Un motor de juego se refiere a entornos de desarrollo de software diseñados específicamente para la generación de videojuegos. Contiene la biblioteca principal de funciones utilizadas en un juego, sin embargo, existe independientemente del contenido de un juego específico. Los activos que hacen que el juego sea único, como el tema y los personajes, forman el contenido. El motor del juego se utiliza para controlar cómo interactúan los activos para darle vida al juego. Esto se logra mediante un conjunto de componentes reutilizables que pueden servir como motor para juegos de diversos géneros y estilos.

Los motores de juegos son los que hacen que los videojuegos se puedan reproducir.

La función de un motor de juego es hacer todo el trabajo pesado detrás de escena que hace que cualquier videojuego sea jugable. Los componentes centrales incluyen un motor de renderizado de gráficos, un motor de física y detección de colisiones. El motor de renderizado genera una imagen bidimensional o tridimensional a partir de un archivo de escena, que define elementos como el punto de vista, la iluminación y la textura. Los motores de física se aproximan al movimiento del mundo real de una manera familiar para el jugador, pero también significativa en el contexto del juego. La detección de colisiones implica cómo el juego detecta, muestra y reacciona a la intersección de dos o más objetos renderizados.

Otros recursos, como la capacidad de creación de redes, la inteligencia artificial y la creación de sonido, también suelen ser componentes de un motor de juego. Normalmente, los componentes están disponibles para el desarrollador a través de un entorno de desarrollo integrado visual (IDE) que simplifica la creación de juegos. Los archivos de escena se pueden crear prototipos y probar con el motor de renderizado sin salir del IDE, por ejemplo. Este enfoque también fomenta la reutilización de componentes, lo que hace que el proceso de creación sea más simple y eficiente.

La mayoría de los primeros motores de juegos eran diseños patentados, desarrollados para usarlos en la creación de un solo juego. Se valoró la flexibilidad que brinda la selección de los componentes preferidos y la construcción de una interfaz especializada. Este enfoque les dio a los desarrolladores un gran control sobre la apariencia de los juegos, pero alargó mucho el ciclo de desarrollo. Las restricciones de costos normalmente prohíben el uso de un motor de juego propietario en la mayoría de los proyectos.
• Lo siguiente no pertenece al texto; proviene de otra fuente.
//! Treegen CLI Binary
//!
//! Command-line interface for declarative key-tree file generation.

use clap::Parser;
use std::process;
use tracing::{error, info};
use treegen::cli::{Cli, RunContext};
use treegen::config::ConfigLoader;
use treegen::logging::{init_logging, LoggingConfig};

fn main() {
    let cli = Cli::parse();

    let logging_config = build_logging_config(&cli);
    if let Err(e) = init_logging(Some(&logging_config)) {
        eprintln!("Failed to initialize logging: {}", e);
        process::exit(1);
    }

    let context = match RunContext::new(&cli) {
        Ok(ctx) => ctx,
        Err(e) => {
            error!("Error loading configuration: {}", e);
            eprintln!("{}", e);
            process::exit(1);
        }
    };

    match context.execute(&cli.command) {
        Ok(output) => {
            info!("Command completed successfully");
            println!("{}", output);
        }
        Err(e) => {
            error!("Command failed: {}", e);
            eprintln!("{}", e);
            process::exit(1);
        }
    }
}

/// Build logging configuration from CLI args, environment, and config file.
/// CLI flags override the config file, which overrides defaults.
fn build_logging_config(cli: &Cli) -> LoggingConfig {
    let mut config = match &cli.config {
        Some(path) => ConfigLoader::load_from_file(path)
            .map(|c| c.logging)
            .unwrap_or_default(),
        None => ConfigLoader::load().map(|c| c.logging).unwrap_or_default(),
    };

    if cli.verbose {
        config.level = "debug".to_string();
    }
    if cli.quiet {
        config.level = "error".to_string();
    }
    config
}
//! Traversal of the finished generation tree

use crate::error::GenError;
use crate::tree::node::{NodeId, NodeRegistry};
use std::collections::VecDeque;

/// Visit every node reachable from every registry root exactly once.
///
/// Breadth-first with a deterministic sibling order (children maps are
/// ordered by key). The visitor runs for a node before any of its children
/// are enqueued; nodes without entries are still visited. A visitor error
/// aborts the walk immediately.
pub fn walk<F>(registry: &NodeRegistry, mut visit: F) -> Result<(), GenError>
where
    F: FnMut(&NodeRegistry, NodeId) -> Result<(), GenError>,
{
    let mut queue: VecDeque<NodeId> = registry.roots().collect();
    while let Some(node_id) = queue.pop_front() {
        visit(registry, node_id)?;
        queue.extend(registry.node(node_id).children.values().copied());
    }
    Ok(())
}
Se encuentran disponibles suites de desarrollo de juegos completas y listas para usar que brindan toda la funcionalidad de los diseños patentados. Muchos son productos comerciales, pero no es difícil encontrar un motor de juegos de código abierto de calidad comparable. Estos están abiertos a ajustes de código para adaptarse a los estilos o herramientas de programación favoritos. Es posible que un creador de juegos no tenga la flexibilidad de un motor patentado, pero el tiempo y el dinero ahorrados en el desarrollo suelen superar con creces la pérdida de libertad de estilo.